Supplied material below:

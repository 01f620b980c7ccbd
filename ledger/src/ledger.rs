//! Core ledger implementation.

use std::collections::BTreeMap;

use parking_lot::RwLock;
use tracing::{debug, info, instrument, warn};

use parlaypool_common::{Collateral, NativeAmount, PoolError, Result};

use crate::account::LedgerAccount;
use crate::balance::AccountBalance;
use crate::journal::{is_balanced, JournalBatch, JournalEntry};

/// A store of collateral balances that moves funds only through journaled
/// batches.
pub trait CollateralLedger: Send + Sync {
    /// Collateral token held by the ledger.
    fn collateral(&self) -> &Collateral;

    /// Current balance of an account. Unknown accounts hold zero.
    fn balance_of(&self, account: &LedgerAccount) -> NativeAmount;

    /// Apply every transfer in the batch, or none of them.
    fn commit(&self, batch: JournalBatch) -> Result<Vec<JournalEntry>>;
}

#[derive(Debug, Default)]
struct LedgerState {
    balances: BTreeMap<LedgerAccount, AccountBalance>,
    journal: Vec<JournalEntry>,
    minted: u128,
}

/// In-process ledger keeping balances and the journal in memory.
pub struct InMemoryLedger {
    collateral: Collateral,
    state: RwLock<LedgerState>,
}

impl InMemoryLedger {
    /// Create a new empty ledger for `collateral`.
    pub fn new(collateral: Collateral) -> Self {
        Self {
            collateral,
            state: RwLock::new(LedgerState::default()),
        }
    }

    /// Credit an account with fresh collateral from outside the system.
    #[instrument(skip(self))]
    pub fn mint(&self, account: &LedgerAccount, amount: NativeAmount) -> Result<NativeAmount> {
        let mut state = self.state.write();
        let minted = state
            .minted
            .checked_add(amount.raw())
            .ok_or_else(|| PoolError::ArithmeticOverflow("mint".to_string()))?;

        let entry = state
            .balances
            .entry(account.clone())
            .or_insert_with(|| AccountBalance::zero(account.clone()));
        let balance = entry
            .balance
            .checked_add(amount)
            .ok_or_else(|| PoolError::ArithmeticOverflow("mint".to_string()))?;
        entry.balance = balance;
        entry.updated_at = chrono::Utc::now();
        state.minted = minted;

        debug!(account = %account, amount = %amount, "Minted collateral");
        Ok(balance)
    }

    /// All journal entries in commit order.
    pub fn entries(&self) -> Vec<JournalEntry> {
        self.state.read().journal.clone()
    }

    /// Journal entries committed under `reference`.
    pub fn entries_for(&self, reference: &str) -> Vec<JournalEntry> {
        self.state
            .read()
            .journal
            .iter()
            .filter(|e| e.batch_reference == reference)
            .cloned()
            .collect()
    }

    /// Balances of every account the ledger has seen.
    pub fn snapshot(&self) -> Vec<AccountBalance> {
        self.state.read().balances.values().cloned().collect()
    }

    /// Total collateral ever minted into the ledger.
    pub fn total_supply(&self) -> NativeAmount {
        NativeAmount::new(self.state.read().minted)
    }

    /// Verify ledger integrity: the journal is balanced and account
    /// balances add up to the minted supply.
    pub fn verify_integrity(&self) -> bool {
        let state = self.state.read();
        let held: Option<u128> = state
            .balances
            .values()
            .try_fold(0u128, |acc, b| acc.checked_add(b.balance.raw()));

        let ok = is_balanced(&state.journal) && held == Some(state.minted);
        if !ok {
            warn!(minted = state.minted, held = ?held, "Ledger integrity check failed");
        }
        ok
    }
}

impl CollateralLedger for InMemoryLedger {
    fn collateral(&self) -> &Collateral {
        &self.collateral
    }

    fn balance_of(&self, account: &LedgerAccount) -> NativeAmount {
        self.state
            .read()
            .balances
            .get(account)
            .map(|b| b.balance)
            .unwrap_or(NativeAmount::ZERO)
    }

    #[instrument(skip(self, batch), fields(reference = %batch.reference()))]
    fn commit(&self, batch: JournalBatch) -> Result<Vec<JournalEntry>> {
        if batch.is_empty() {
            return Ok(Vec::new());
        }

        let mut state = self.state.write();

        // Validate against projected balances before touching state.
        let mut projected: BTreeMap<LedgerAccount, NativeAmount> = BTreeMap::new();
        let mut entries = Vec::with_capacity(batch.transfers().len() * 2);

        for transfer in batch.transfers() {
            if transfer.from == transfer.to {
                return Err(PoolError::InvalidAmount(format!(
                    "self-transfer on {}",
                    transfer.from
                )));
            }

            let from_balance = *projected.entry(transfer.from.clone()).or_insert_with(|| {
                state
                    .balances
                    .get(&transfer.from)
                    .map(|b| b.balance)
                    .unwrap_or(NativeAmount::ZERO)
            });
            let from_after = from_balance.checked_sub(transfer.amount).ok_or_else(|| {
                PoolError::InsufficientFunds {
                    account: transfer.from.canonical(),
                    required: transfer.amount.to_string(),
                    available: from_balance.to_string(),
                }
            })?;
            projected.insert(transfer.from.clone(), from_after);

            let to_balance = *projected.entry(transfer.to.clone()).or_insert_with(|| {
                state
                    .balances
                    .get(&transfer.to)
                    .map(|b| b.balance)
                    .unwrap_or(NativeAmount::ZERO)
            });
            let to_after = to_balance
                .checked_add(transfer.amount)
                .ok_or_else(|| PoolError::ArithmeticOverflow(transfer.to.canonical()))?;
            projected.insert(transfer.to.clone(), to_after);

            entries.push(JournalEntry::debit(transfer, batch.reference(), from_after));
            entries.push(JournalEntry::credit(transfer, batch.reference(), to_after));
        }

        let now = chrono::Utc::now();
        for (account, balance) in projected {
            let slot = state
                .balances
                .entry(account.clone())
                .or_insert_with(|| AccountBalance::zero(account));
            slot.balance = balance;
            slot.updated_at = now;
        }
        state.journal.extend(entries.iter().cloned());

        info!(
            transfers = batch.transfers().len(),
            entries = entries.len(),
            "Batch committed"
        );

        Ok(entries)
    }
}
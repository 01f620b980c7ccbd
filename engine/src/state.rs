//! Round accounting state definitions.

use std::collections::{BTreeMap, BTreeSet, HashMap};

use serde::{Deserialize, Serialize};

use parlaypool_common::{Amount, Ratio, Result, RoundIndex, Ticket, TicketId, Timestamp, UserId};
use parlaypool_pool::{DefaultLiquidityProvider, RoundPoolTable};

/// Lifecycle phase of a round.
#[derive(Debug, Clone, Copy, PartialEq, Eq, Hash, Serialize, Deserialize)]
#[serde(rename_all = "SCREAMING_SNAKE_CASE")]
pub enum RoundPhase {
    /// Accepting deposits, not yet trading.
    Pending,
    /// Trading.
    Active,
    /// Balance and depositor roster snapshotted.
    ClosingPrepared,
    /// Depositors being rolled forward in batches.
    Processing,
    /// PnL final, allocation rolled into the next round.
    Closed,
}

impl RoundPhase {
    /// Get valid next phases.
    pub fn valid_transitions(&self) -> &[RoundPhase] {
        match self {
            RoundPhase::Pending => &[RoundPhase::Active],
            RoundPhase::Active => &[RoundPhase::ClosingPrepared],
            RoundPhase::ClosingPrepared => &[RoundPhase::Processing, RoundPhase::Closed],
            RoundPhase::Processing => &[RoundPhase::Closed],
            RoundPhase::Closed => &[],
        }
    }

    /// Check if transition to given phase is valid.
    pub fn can_transition_to(&self, next: RoundPhase) -> bool {
        self.valid_transitions().contains(&next)
    }

    /// Check if closing has been prepared.
    pub fn is_closing(&self) -> bool {
        matches!(self, RoundPhase::ClosingPrepared | RoundPhase::Processing)
    }
}

/// Per-round record.
#[derive(Debug, Clone, Serialize, Deserialize)]
pub struct RoundRecord {
    pub index: RoundIndex,
    pub phase: RoundPhase,
    /// Collateral the round started with. Fixed once the round is active.
    pub allocation: Amount,
    pub start_time: Option<Timestamp>,
    pub end_time: Option<Timestamp>,
    /// Every ticket ever bound to the round, in trade order.
    pub trading_tickets: Vec<TicketId>,
    /// Bound tickets not yet exercised, in trade order.
    pub pending_tickets: Vec<TicketId>,
    pub exercised_tickets: BTreeSet<TicketId>,
    pub settlement: Option<RoundSettlement>,
}

impl RoundRecord {
    /// Create a round waiting to start.
    pub fn pending(index: RoundIndex) -> Self {
        Self {
            index,
            phase: RoundPhase::Pending,
            allocation: Amount::ZERO,
            start_time: None,
            end_time: None,
            trading_tickets: Vec::new(),
            pending_tickets: Vec::new(),
            exercised_tickets: BTreeSet::new(),
            settlement: None,
        }
    }

    /// Round 1: active from the beginning, without a schedule.
    pub fn default_round() -> Self {
        Self {
            phase: RoundPhase::Active,
            ..Self::pending(RoundIndex::DEFAULT)
        }
    }

    /// Move to `next`, if allowed. Returns whether the phase changed.
    pub fn transition(&mut self, next: RoundPhase) -> bool {
        if self.phase.can_transition_to(next) {
            self.phase = next;
            true
        } else {
            false
        }
    }

    /// Whether every bound ticket has been exercised.
    pub fn all_tickets_exercised(&self) -> bool {
        self.pending_tickets.is_empty()
    }
}

/// Figures frozen by `prepare_round_closing`.
#[derive(Debug, Clone, Serialize, Deserialize)]
pub struct ClosingSnapshot {
    pub round: RoundIndex,
    pub allocation: Amount,
    /// Pool balance when closing was prepared.
    pub closing_balance: Amount,
    /// Positive part of `closing_balance - allocation`.
    pub profit: Amount,
    /// Share of profit owed to the safe box.
    pub safe_box_cut: Amount,
    /// Per-round multiplier applied to every depositor.
    pub pnl: Ratio,
    /// Depositors to roll forward, in processing order.
    pub depositors: Vec<UserId>,
    /// Position of the next depositor to process.
    pub cursor: usize,
    pub processed: BTreeSet<UserId>,
    /// Collateral paid out to withdrawing depositors so far.
    pub withdrawals_paid: Amount,
    pub prepared_at: Timestamp,
}

impl ClosingSnapshot {
    /// Depositors still to process.
    pub fn remaining(&self) -> usize {
        self.depositors.len().saturating_sub(self.processed.len())
    }

    pub fn is_complete(&self) -> bool {
        self.remaining() == 0
    }
}

/// Final accounting of a closed round.
#[derive(Debug, Clone, Copy, PartialEq, Eq, Serialize, Deserialize)]
pub struct RoundSettlement {
    pub allocation: Amount,
    pub closing_balance: Amount,
    pub safe_box_cut: Amount,
    pub withdrawals_paid: Amount,
    /// Collateral moved into the next round's pool.
    pub carried_forward: Amount,
    pub pnl: Ratio,
    pub cumulative_pnl: Ratio,
    pub closed_at: Timestamp,
}

/// Outstanding withdrawal request.
#[derive(Debug, Clone, Copy, PartialEq, Eq, Serialize, Deserialize)]
pub struct WithdrawalRequest {
    /// Round the request will be honoured at the close of.
    pub round: RoundIndex,
    /// Share of the balance to withdraw. `None` withdraws everything.
    pub share: Option<Ratio>,
    pub requested_at: Timestamp,
}

impl WithdrawalRequest {
    pub fn is_full(&self) -> bool {
        self.share.is_none()
    }
}

/// Depositor balances per round, in internal units.
#[derive(Debug, Clone, Default, Serialize, Deserialize)]
pub struct DepositorBook {
    balances: BTreeMap<RoundIndex, BTreeMap<UserId, Amount>>,
}

impl DepositorBook {
    pub fn balance(&self, round: RoundIndex, user: &UserId) -> Amount {
        self.balances
            .get(&round)
            .and_then(|r| r.get(user))
            .copied()
            .unwrap_or(Amount::ZERO)
    }

    /// Add `amount` to a user's balance in `round`. Returns the new balance.
    pub fn credit(&mut self, round: RoundIndex, user: &UserId, amount: Amount) -> Result<Amount> {
        let slot = self
            .balances
            .entry(round)
            .or_default()
            .entry(user.clone())
            .or_insert(Amount::ZERO);
        *slot = slot.try_add(amount)?;
        Ok(*slot)
    }

    /// Users holding a balance in `round`.
    pub fn depositors(&self, round: RoundIndex) -> Vec<UserId> {
        self.balances
            .get(&round)
            .map(|r| {
                r.iter()
                    .filter(|(_, amount)| !amount.is_zero())
                    .map(|(user, _)| user.clone())
                    .collect()
            })
            .unwrap_or_default()
    }

    /// Sum of balances in `round`.
    pub fn total(&self, round: RoundIndex) -> Amount {
        self.balances
            .get(&round)
            .map(|r| r.values().copied().sum())
            .unwrap_or(Amount::ZERO)
    }

    /// Whether `user` holds a balance in `round`.
    pub fn holds(&self, round: RoundIndex, user: &UserId) -> bool {
        !self.balance(round, user).is_zero()
    }
}

/// All mutable accounting state of the engine.
#[derive(Debug, Clone)]
pub struct RoundAccountingState {
    /// Current round. Round 1 until the pool starts.
    pub round: RoundIndex,
    pub started: bool,
    pub first_round_start: Option<Timestamp>,
    pub rounds: BTreeMap<RoundIndex, RoundRecord>,
    pub pools: RoundPoolTable,
    pub pnl_per_round: BTreeMap<RoundIndex, Ratio>,
    pub cumulative_pnl: BTreeMap<RoundIndex, Ratio>,
    pub tickets: HashMap<TicketId, Ticket>,
    pub book: DepositorBook,
    pub withdrawal_requests: BTreeMap<UserId, WithdrawalRequest>,
    pub closing: Option<ClosingSnapshot>,
    pub default_provider: DefaultLiquidityProvider,
}

impl RoundAccountingState {
    /// State of a pool that has not started.
    pub fn new() -> Self {
        let mut rounds = BTreeMap::new();
        rounds.insert(RoundIndex::DEFAULT, RoundRecord::default_round());

        Self {
            round: RoundIndex::DEFAULT,
            started: false,
            first_round_start: None,
            rounds,
            pools: RoundPoolTable::new(),
            pnl_per_round: BTreeMap::new(),
            cumulative_pnl: BTreeMap::new(),
            tickets: HashMap::new(),
            book: DepositorBook::default(),
            withdrawal_requests: BTreeMap::new(),
            closing: None,
            default_provider: DefaultLiquidityProvider::new(),
        }
    }

    /// Round deposits are currently staged into.
    pub fn staging_round(&self) -> RoundIndex {
        self.round.next()
    }

    /// Cumulative PnL up to and including `round`. 1.0 before round 2.
    pub fn cumulative_pnl_at(&self, round: RoundIndex) -> Option<Ratio> {
        if round < RoundIndex::FIRST_TRADING {
            return Some(Ratio::ONE);
        }
        self.cumulative_pnl.get(&round).copied()
    }

    /// Whether the current round has closing prepared.
    pub fn closing_prepared(&self) -> bool {
        self.closing.is_some()
    }

    /// Distinct users holding a balance in the current or staging round.
    pub fn active_users(&self) -> BTreeSet<UserId> {
        let mut users: BTreeSet<UserId> = self.book.depositors(self.round).into_iter().collect();
        users.extend(self.book.depositors(self.staging_round()));
        users
    }
}

impl Default for RoundAccountingState {
    fn default() -> Self {
        Self::new()
    }
}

End of Supplied material.

> [Exercise prompt]:
Write out again, exactly, the line containing "or staging round." and every later line of the records. Omit the rest.

> [Exercise solution]:
    /// Distinct users holding a balance in the current or staging round.
    pub fn active_users(&self) -> BTreeSet<UserId> {
        let mut users: BTreeSet<UserId> = self.book.depositors(self.round).into_iter().collect();
        users.extend(self.book.depositors(self.staging_round()));
        users
    }
}

impl Default for RoundAccountingState {
    fn default() -> Self {
        Self::new()
    }
}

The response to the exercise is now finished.